In February of this year, Professor Nazila Ghanea, the United Nations Special Rapporteur on Freedom of Religion or Belief, submitted a proper report on the link between torture prevention and religious liberty.
Having served for almost three decades in international human rights law, Ghanea provides a quite understandable interpretation of this concept. The main thesis of the report is formulated beautifully at the end of the report: “To the best of the researcher’s knowledge, there are no published materials that specifically address the relationship between these rights.” This is so because the report, when read in full, is a novel way of looking at how religious freedom and torture prevention are linked.
From the study made by Ghanea, the following conclusion is made; Coercion is the main link between these two rights. In particular, the report states, ‘Coercion can be in the form of physical or in the form of psychological/mental coercion.
These two aspects are naturally interlinked.’ This is a significant revelation that goes against the grain of human rights discourse by illustrating how attempts to change or restrict people’s religious beliefs amount to psychological torture.
The report gives a clear picture of systemic violations, with the emphasis on the discriminative practices that impact minority groups and women in particular.
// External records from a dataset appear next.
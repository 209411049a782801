use super::{Emit, Lines, Segmenter};
use crate::fetch::{fetch_with_timeouts, Fetcher};
use crate::models::Document;
use crate::stats::ExtractionStats;
use anyhow::Result;
use std::sync::Arc;
use std::time::Duration;
use tracing::trace;

/// One URL per line; each page that downloads becomes one document.
pub struct FetchSegmenter {
    fetcher: Arc<dyn Fetcher>,
    timeouts: Vec<Duration>,
}

impl FetchSegmenter {
    pub fn new(fetcher: Arc<dyn Fetcher>, timeouts: Vec<Duration>) -> Self {
        Self { fetcher, timeouts }
    }
}

impl Segmenter for FetchSegmenter {
    fn name(&self) -> &'static str {
        "webtext"
    }

    fn segment_lines(
        &self,
        lines: Lines<'_>,
        stats: &ExtractionStats,
        emit: Emit<'_>,
    ) -> Result<()> {
        for line in lines {
            let line = line?;
            let url = line.trim();
            if url.is_empty() {
                continue;
            }

            match fetch_with_timeouts(self.fetcher.as_ref(), url, &self.timeouts) {
                Some(paragraphs) => {
                    stats.inc_fetched();
                    trace!(url, paragraphs = paragraphs.len(), "Fetched page");
                    emit(Document::new(paragraphs.join("\n\n")))?;
                }
                None => stats.inc_skipped(),
            }
        }
        Ok(())
    }
}
use anyhow::{Context, Result};
use bzip2::read::MultiBzDecoder;
use std::fs::File;
use std::io::{self, BufRead, BufReader, Read};
use std::path::Path;

const READ_BUFFER: usize = 128 * 1024;

/// Line iterator over an input file, decompressing `.bz2` files on the fly.
///
/// Lines are yielded without their terminator. Invalid UTF-8 is replaced with U+FFFD.
pub struct LineReader {
    reader: Box<dyn BufRead + Send>,
    buf: Vec<u8>,
}

impl LineReader {
    pub fn open(path: &Path) -> Result<Self> {
        let file =
            File::open(path).with_context(|| format!("Failed to open: {}", path.display()))?;
        let inner: Box<dyn Read + Send> = if is_bz2(path) {
            Box::new(MultiBzDecoder::new(file))
        } else {
            Box::new(file)
        };
        Ok(Self::from_reader(inner))
    }

    pub fn from_reader(inner: Box<dyn Read + Send>) -> Self {
        Self {
            reader: Box::new(BufReader::with_capacity(READ_BUFFER, inner)),
            buf: Vec::new(),
        }
    }
}

impl Iterator for LineReader {
    type Item = io::Result<String>;

    fn next(&mut self) -> Option<Self::Item> {
        self.buf.clear();
        match self.reader.read_until(b'\n', &mut self.buf) {
            Ok(0) => None,
            Ok(_) => {
                if self.buf.last() == Some(&b'\n') {
                    self.buf.pop();
                    if self.buf.last() == Some(&b'\r') {
                        self.buf.pop();
                    }
                }
                Some(Ok(String::from_utf8_lossy(&self.buf).into_owned()))
            }
            Err(e) => Some(Err(e)),
        }
    }
}

fn is_bz2(path: &Path) -> bool {
    path.extension()
        .is_some_and(|ext| ext.eq_ignore_ascii_case("bz2"))
}

#[cfg(test)]
mod tests {
    use super::*;
    use bzip2::write::BzEncoder;
    use bzip2::Compression;
    use std::io::Write;
    use tempfile::TempDir;

    fn collect(reader: LineReader) -> Vec<String> {
        reader.map(|l| l.unwrap()).collect()
    }

    #[test]
    fn reads_plain_lines() {
        let dir = TempDir::new().unwrap();
        let path = dir.path().join("plain.txt");
        std::fs::write(&path, "one\ntwo\r\n\nthree").unwrap();

        let lines = collect(LineReader::open(&path).unwrap());
        assert_eq!(lines, vec!["one", "two", "", "three"]);
    }

    #[test]
    fn reads_bz2_lines() {
        let dir = TempDir::new().unwrap();
        let path = dir.path().join("packed.txt.bz2");
        let mut encoder = BzEncoder::new(Vec::new(), Compression::fast());
        encoder.write_all(b"alpha\nbeta\n").unwrap();
        std::fs::write(&path, encoder.finish().unwrap()).unwrap();

        let lines = collect(LineReader::open(&path).unwrap());
        assert_eq!(lines, vec!["alpha", "beta"]);
    }

    #[test]
    fn invalid_utf8_is_replaced() {
        let reader = LineReader::from_reader(Box::new(&b"ok\n\xff\xfe bad\n"[..]));
        let lines = collect(reader);
        assert_eq!(lines[0], "ok");
        assert!(lines[1].ends_with(" bad"));
    }

    #[test]
    fn missing_file_is_an_error() {
        let dir = TempDir::new().unwrap();
        assert!(LineReader::open(&dir.path().join("missing.txt")).is_err());
    }
}
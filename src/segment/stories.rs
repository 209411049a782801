use super::{Emit, Lines, Segmenter};
use crate::detok::combine;
use crate::models::{Document, QuoteState};
use crate::stats::ExtractionStats;
use anyhow::Result;

/// Documents separated by blank lines; quote state resets at every boundary.
#[derive(Debug, Default, Clone, Copy)]
pub struct BlankLineSegmenter;

impl Segmenter for BlankLineSegmenter {
    fn name(&self) -> &'static str {
        "stories"
    }

    fn segment_lines(
        &self,
        lines: Lines<'_>,
        _stats: &ExtractionStats,
        emit: Emit<'_>,
    ) -> Result<()> {
        let mut doc: Vec<String> = Vec::new();
        let mut quote = QuoteState::Closed;

        for line in lines {
            let line = line?;
            let line = line.trim();

            if line.is_empty() {
                if !doc.is_empty() {
                    emit(Document::from_lines(&doc))?;
                    doc.clear();
                }
                quote = QuoteState::Closed;
                continue;
            }

            let (cleaned, next) = combine(line, quote);
            quote = next;
            if !cleaned.is_empty() {
                doc.push(cleaned);
            }
        }

        if !doc.is_empty() {
            emit(Document::from_lines(&doc))?;
        }
        Ok(())
    }
}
One of the most striking extracts from the document is the one that shows how “non-Muslims were coerced to change their beliefs through denial of work, food aid and education,” which the African Commission on Human and Peoples’ Rights said is against the religion and torture conventions. Importantly, the report goes beyond the theoretical analysis and focuses on the experiences of victims.
It points out that “States, State officials, courts, treaty bodies and even people working directly with victims have not always considered both rights in cases with concurrent issues.” This systematic neglect puts victims at higher risk of being victimized again.
The research reveals definite patterns of religiously motivated maltreatment, including:
- to demand from individuals to act in a way that is prohibited by their religious beliefs.
- interference with the practice of religion.
- Psychological harassment of certain religious groups.
A particularly revealing case study from the report is a case from Guantanamo Bay and a detainee who claimed that guards would ‘seize religious books, place them on the floor and walk on them, and then tear the pages,’ and even ‘placed the Qur’an in a tank containing urine and excreta’. The Inter-American Commission on Human Rights analysed such actions based on two key criteria: ‘the purpose for which the act was inflicted’, and ‘the intensity of the suffering that the claimant suffered”.
The report’s recommendations for states are comprehensive and transformative:
- Prohibit absolutely coercion in connection with religious beliefs
- Prohibit attempts to change people’s religious views
- Fully take into consideration the physical and psychological effects of religious coercion
- Train the judicial personnel
- Learn and prevent forms of torture compounded by religious humiliation.
This is the most urgent demand of Professor Ghanea:
“It is a serious problem that very few legal cases involving these rights have been brought before international bodies while this mandate has documented hundreds of cases of violations over the years”.
The significance of this report is not only academic. By considering religious freedom in relation to torture prevention, Ghanea provides a important contribution to how human rights violations can be prevented systematically.
As religious differences as social and political conflict continue to rise around the globe, this report arrives as a crucial and necessary contribution to the human rights discourse, urging institutions around the world to further refine their approaches to protecting human dignity.